The 2012 paper notes the cosmic ray flux during the Maunder minimum was 1.6 times greater than current, see figure Fig. 3. (C) Same as (B), but zoom-in of the past millennium. Capital letters mark grand solar minima: O: Oort,W:Wolf, S: Spörer,M: Maunder, D: Dalton, G: Gleissberg.
The older papers you quoted concerning cosmogenic isotope analysis were incorrect. They used the old Antarctic Be10 record which does not capture Be10 changes as the rate of snowfall in that region has not sufficient. That explains why the Greenland Be10 record which is high temporal resolution did not agree with the old low temporal resolution Antarctic Be10 record.

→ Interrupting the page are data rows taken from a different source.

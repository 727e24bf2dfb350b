//! TUI application: main loop with Actor pattern
//!
//! Architecture:
//! ```text
//! TuiApp (select! loop)                 controller_task (tokio::spawn)
//!   ├─ crossterm EventStream              ├─ cmd_rx.recv()
//!   ├─ ui_rx (UiEvent from controller)    └─ controller.submit()
//!   └─ tick_interval
//!        └── cmd_tx ──────────────────>──┘
//! ```

use super::event::TuiCommand;
use super::keymap::{self, Screen};
use super::state::{ScrollMetrics, TuiState};
use super::widgets::{
    MainLayout, header::HeaderWidget, help::HelpWidget, landing::LandingWidget,
    loading::LoadingWidget, question::QuestionWidget, result::ResultWidget,
    status_bar::StatusBarWidget,
};
use crate::config::TuiConfig;
use crossterm::{
    event::{
        DisableBracketedPaste, EnableBracketedPaste, Event, EventStream, KeyCode, KeyEvent,
        KeyEventKind,
    },
    execute,
    terminal::{EnterAlternateScreen, LeaveAlternateScreen, disable_raw_mode, enable_raw_mode},
};
use equacao_application::{DiagnosticController, LlmGateway, MarkdownRenderer, UiEvent};
use futures::stream::StreamExt;
use ratatui::{Terminal, backend::CrosstermBackend, layout::Rect};
use std::io;
use std::sync::Arc;
use tokio::sync::mpsc;
use tracing::{debug, info};

/// Main TUI application
pub struct TuiApp {
    // -- Actor channels --
    cmd_tx: mpsc::UnboundedSender<TuiCommand>,
    ui_rx: mpsc::UnboundedReceiver<UiEvent>,

    config: TuiConfig,
    model_name: String,

    // -- Controller task handle --
    controller_handle: tokio::task::JoinHandle<()>,
}

impl TuiApp {
    /// Create a new TUI application wired to the controller
    pub fn new<G, R>(gateway: Arc<G>, renderer: Arc<R>, config: TuiConfig) -> Self
    where
        G: LlmGateway + 'static,
        R: MarkdownRenderer + 'static,
    {
        let (cmd_tx, cmd_rx) = mpsc::unbounded_channel::<TuiCommand>();
        let (ui_tx, ui_rx) = mpsc::unbounded_channel::<UiEvent>();

        let controller = DiagnosticController::new(gateway, renderer, ui_tx);
        let controller_handle = tokio::spawn(controller_task(controller, cmd_rx));

        Self {
            cmd_tx,
            ui_rx,
            config,
            model_name: String::new(),
            controller_handle,
        }
    }

    /// Model name shown in the header and on the loading screen
    pub fn with_model_name(mut self, name: impl Into<String>) -> Self {
        self.model_name = name.into();
        self
    }

    /// Run the TUI main loop until the user quits
    pub async fn run(&mut self) -> io::Result<()> {
        // Setup terminal
        enable_raw_mode()?;
        let mut stdout = io::stdout();
        if let Err(e) = execute!(stdout, EnterAlternateScreen, EnableBracketedPaste) {
            let _ = disable_raw_mode();
            return Err(e);
        }
        let backend = CrosstermBackend::new(stdout);
        let mut terminal = Terminal::new(backend)?;

        // Install panic hook to restore terminal
        let original_hook = std::panic::take_hook();
        std::panic::set_hook(Box::new(move |info| {
            let _ = disable_raw_mode();
            let _ = execute!(io::stdout(), LeaveAlternateScreen, DisableBracketedPaste);
            original_hook(info);
        }));

        let result = self.event_loop(&mut terminal).await;

        // Stop the controller whatever the loop returned
        let _ = self.cmd_tx.send(TuiCommand::Quit);
        self.controller_handle.abort();

        // Restore terminal
        disable_raw_mode()?;
        execute!(
            terminal.backend_mut(),
            LeaveAlternateScreen,
            DisableBracketedPaste
        )?;
        terminal.show_cursor()?;

        result
    }

    async fn event_loop(
        &mut self,
        terminal: &mut Terminal<CrosstermBackend<io::Stdout>>,
    ) -> io::Result<()> {
        let mut state = TuiState::new();
        state.model_name = self.model_name.clone();
        state.show_hints = self.config.show_hints;

        let mut event_stream = EventStream::new();
        let mut tick = tokio::time::interval(self.config.tick_rate());

        info!("TUI started");

        loop {
            let size = terminal.size()?;
            state.set_metrics(measure(&state, Rect::new(0, 0, size.width, size.height)));

            // Render
            terminal.draw(|frame| render(frame, &state))?;

            if state.should_quit {
                break;
            }

            // select! on all event sources
            tokio::select! {
                // Terminal events (keyboard, paste, resize)
                maybe_event = event_stream.next() => match maybe_event {
                    Some(Ok(term_event)) => self.handle_terminal_event(&mut state, term_event),
                    Some(Err(e)) => return Err(e),
                    None => break,
                },

                // UiEvents from the controller
                Some(ui_event) = self.ui_rx.recv() => {
                    debug!("UI event: {:?}", ui_event);
                    state.apply_ui_event(ui_event);
                }

                // Tick for flash expiry and spinner animation
                _ = tick.tick() => {
                    state.on_tick();
                }
            }
        }

        info!("TUI stopped");
        Ok(())
    }

    /// Handle a terminal (crossterm) event
    fn handle_terminal_event(&self, state: &mut TuiState, event: Event) {
        match event {
            Event::Key(key) if key.kind == KeyEventKind::Press => {
                if state.show_help && closes_help(key) {
                    state.show_help = false;
                    return;
                }

                let action = keymap::handle_key_event(state.screen(), key);
                if let Some(cmd) = state.apply(action) {
                    debug!("Sending command to controller: {:?}", cmd);
                    let _ = self.cmd_tx.send(cmd);
                }
            }
            Event::Paste(text) => {
                if state.screen() == Screen::Question {
                    state.insert_str(&text);
                }
            }
            // Terminal auto-resizes on next draw
            _ => {}
        }
    }
}

impl Drop for TuiApp {
    fn drop(&mut self) {
        self.controller_handle.abort();
    }
}

fn closes_help(key: KeyEvent) -> bool {
    matches!(key.code, KeyCode::Esc | KeyCode::Char('?') | KeyCode::F(1))
}

/// Scroll bounds of the scrollable screens for a terminal of size `area`
fn measure(state: &TuiState, area: Rect) -> ScrollMetrics {
    let body = MainLayout::compute(area).body;
    let (landing_max, how_it_works) = LandingWidget::metrics(body);
    ScrollMetrics {
        landing_max,
        result_max: ResultWidget::max_scroll(&state.result_lines, body),
        how_it_works,
    }
}

/// Render all widgets
fn render(frame: &mut ratatui::Frame, state: &TuiState) {
    let layout = MainLayout::compute(frame.area());
    let screen = state.screen();

    frame.render_widget(HeaderWidget::new(state), layout.header);
    match screen {
        Screen::Landing => frame.render_widget(LandingWidget::new(state), layout.body),
        Screen::Question => frame.render_widget(QuestionWidget::new(state), layout.body),
        Screen::Submitting => frame.render_widget(LoadingWidget::new(state), layout.body),
        Screen::Result => frame.render_widget(ResultWidget::new(state), layout.body),
    }
    frame.render_widget(StatusBarWidget::new(state), layout.status_bar);

    // Help overlay
    if state.show_help {
        let help_area = MainLayout::centered_overlay(70, 70, frame.area());
        frame.render_widget(ratatui::widgets::Clear, help_area);
        frame.render_widget(HelpWidget::new(screen), help_area);
    }
}

/// Background controller task (Actor)
///
/// Owns the DiagnosticController and processes commands from the TUI event
/// loop. Stops on [`TuiCommand::Quit`] or when the sender is dropped.
async fn controller_task<G: LlmGateway + 'static, R: MarkdownRenderer + 'static>(
    controller: DiagnosticController<G, R>,
    mut cmd_rx: mpsc::UnboundedReceiver<TuiCommand>,
) {
    while let Some(cmd) = cmd_rx.recv().await {
        match cmd {
            TuiCommand::Submit(answers) => {
                controller.submit(&answers).await;
            }
            TuiCommand::Quit => {
                break;
            }
        }
    }
}

#[cfg(test)]
mod tests {
    use super::*;
    use crate::tui::keymap::KeyAction;
    use async_trait::async_trait;
    use equacao_application::GatewayError;
    use equacao_domain::{AnswerSet, LAST_STEP, QuestionKey};
    use std::sync::atomic::{AtomicUsize, Ordering};

    struct CountingGateway {
        calls: AtomicUsize,
    }

    #[async_trait]
    impl LlmGateway for CountingGateway {
        async fn generate(
            &self,
            _prompt: &str,
            _system_instruction: &str,
        ) -> Result<String, GatewayError> {
            self.calls.fetch_add(1, Ordering::SeqCst);
            Ok("### **[DIAGNÓSTICO]**\nTudo certo.".to_string())
        }
    }

    struct PlainRenderer;

    impl MarkdownRenderer for PlainRenderer {
        fn render(&self, markdown: &str) -> String {
            format!("<p>{}</p>", markdown)
        }
    }

    fn answers() -> AnswerSet {
        QuestionKey::ALL
            .into_iter()
            .map(|k| (k, format!("resposta {}", k)))
            .collect()
    }

    #[tokio::test]
    async fn test_controller_task_submits_and_stops_on_quit() {
        let gateway = Arc::new(CountingGateway {
            calls: AtomicUsize::new(0),
        });
        let (ui_tx, mut ui_rx) = mpsc::unbounded_channel();
        let (cmd_tx, cmd_rx) = mpsc::unbounded_channel();
        let controller = DiagnosticController::new(gateway.clone(), Arc::new(PlainRenderer), ui_tx);
        let handle = tokio::spawn(controller_task(controller, cmd_rx));

        cmd_tx.send(TuiCommand::Submit(answers())).unwrap();
        assert_eq!(ui_rx.recv().await, Some(UiEvent::DiagnosisStarted));
        match ui_rx.recv().await {
            Some(UiEvent::DiagnosisReady(d)) => assert!(d.html().starts_with("<p>")),
            other => panic!("unexpected event {:?}", other),
        }

        cmd_tx.send(TuiCommand::Quit).unwrap();
        handle.await.unwrap();
        assert_eq!(gateway.calls.load(Ordering::SeqCst), 1);
    }

    #[tokio::test]
    async fn test_controller_task_stops_when_sender_dropped() {
        let gateway = Arc::new(CountingGateway {
            calls: AtomicUsize::new(0),
        });
        let (ui_tx, _ui_rx) = mpsc::unbounded_channel();
        let (cmd_tx, cmd_rx) = mpsc::unbounded_channel::<TuiCommand>();
        let controller = DiagnosticController::new(gateway, Arc::new(PlainRenderer), ui_tx);
        let handle = tokio::spawn(controller_task(controller, cmd_rx));

        drop(cmd_tx);
        handle.await.unwrap();
    }

    #[test]
    fn test_measure_result_scroll_follows_lines() {
        let mut state = TuiState::new();
        state.apply(KeyAction::StartDiagnostic);
        for _ in 0..=LAST_STEP {
            state.apply(KeyAction::InsertChar('x'));
            state.apply(KeyAction::Advance);
        }
        let html: String = (0..60).map(|i| format!("<p>linha {}</p>", i)).collect();
        state.apply_ui_event(UiEvent::DiagnosisReady(equacao_domain::Diagnosis::new(
            "md", html,
        )));

        let metrics = measure(&state, Rect::new(0, 0, 80, 24));
        assert!(metrics.result_max > 0);
        assert!(metrics.landing_max > 0);
        assert!(metrics.how_it_works > 0);
    }

    #[test]
    fn test_closes_help_keys() {
        use crossterm::event::KeyModifiers;
        assert!(closes_help(KeyEvent::new(KeyCode::Esc, KeyModifiers::NONE)));
        assert!(closes_help(KeyEvent::new(KeyCode::F(1), KeyModifiers::NONE)));
        assert!(!closes_help(KeyEvent::new(KeyCode::Char('x'), KeyModifiers::NONE)));
    }
}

The 2012 paper uses a high resolution Antarctic ice core and uses multiple radionuclide records. As the 2012 paper notes there is strong correlation of past climate changes and solar activity which “is remarkable because the Earth’s climate has not been driven by the Sun alone.”
The following are key quotes from the paper.

“The common signal represents a low-noise record of cosmic radiation, particularly for high frequencies, compared to earlier reconstructions, which are only based on single radionuclide records. On the basis of this record, we then derived a reconstruction of total solar irradiance for the Holocene, which overall agrees well with two existing records but shows less high-frequency noise. A comparison of the derived solar activity with a record of Asian climate derived from δ18O in a Chinese stalagmite reveals a significant correlation. The correlation is remarkable because the Earth’s climate has not been driven by the Sun alone.”
“By combining several radionuclide records with PCA as done in this study, an assessment of the systematic uncertainty can be done. The common signal in radionuclide records describes about 70% of the variance, implying that the system effects cause the remaining 30%. These system effects are removed by using only the first principal component. The robustness of PCA was tested by applying a jackknife method, applying PCA to subsets of radionuclide records by leaving out single records. The jackknife uncertainty is on average 5% (SI Appendix, Section S8), which is significantly smaller than the large (greater than 50%) variations due to changes in solar activity between periods of low solar activity like the Maunder minimum (20) and of high solar activity like the past decades.”
“…So far most reconstructions were based on only one single radionuclide record, which makes detection and correction of these deviations impossible. Here we combine different 10Be ice core records from Greenland and Antarctica with the global 14C tree ring record using principal component analysis. This approach is only possible due to a new high-resolution 10Be record from Dronning Maud Land obtained within the European Project for Ice Coring in Antarctica in Antarctica.…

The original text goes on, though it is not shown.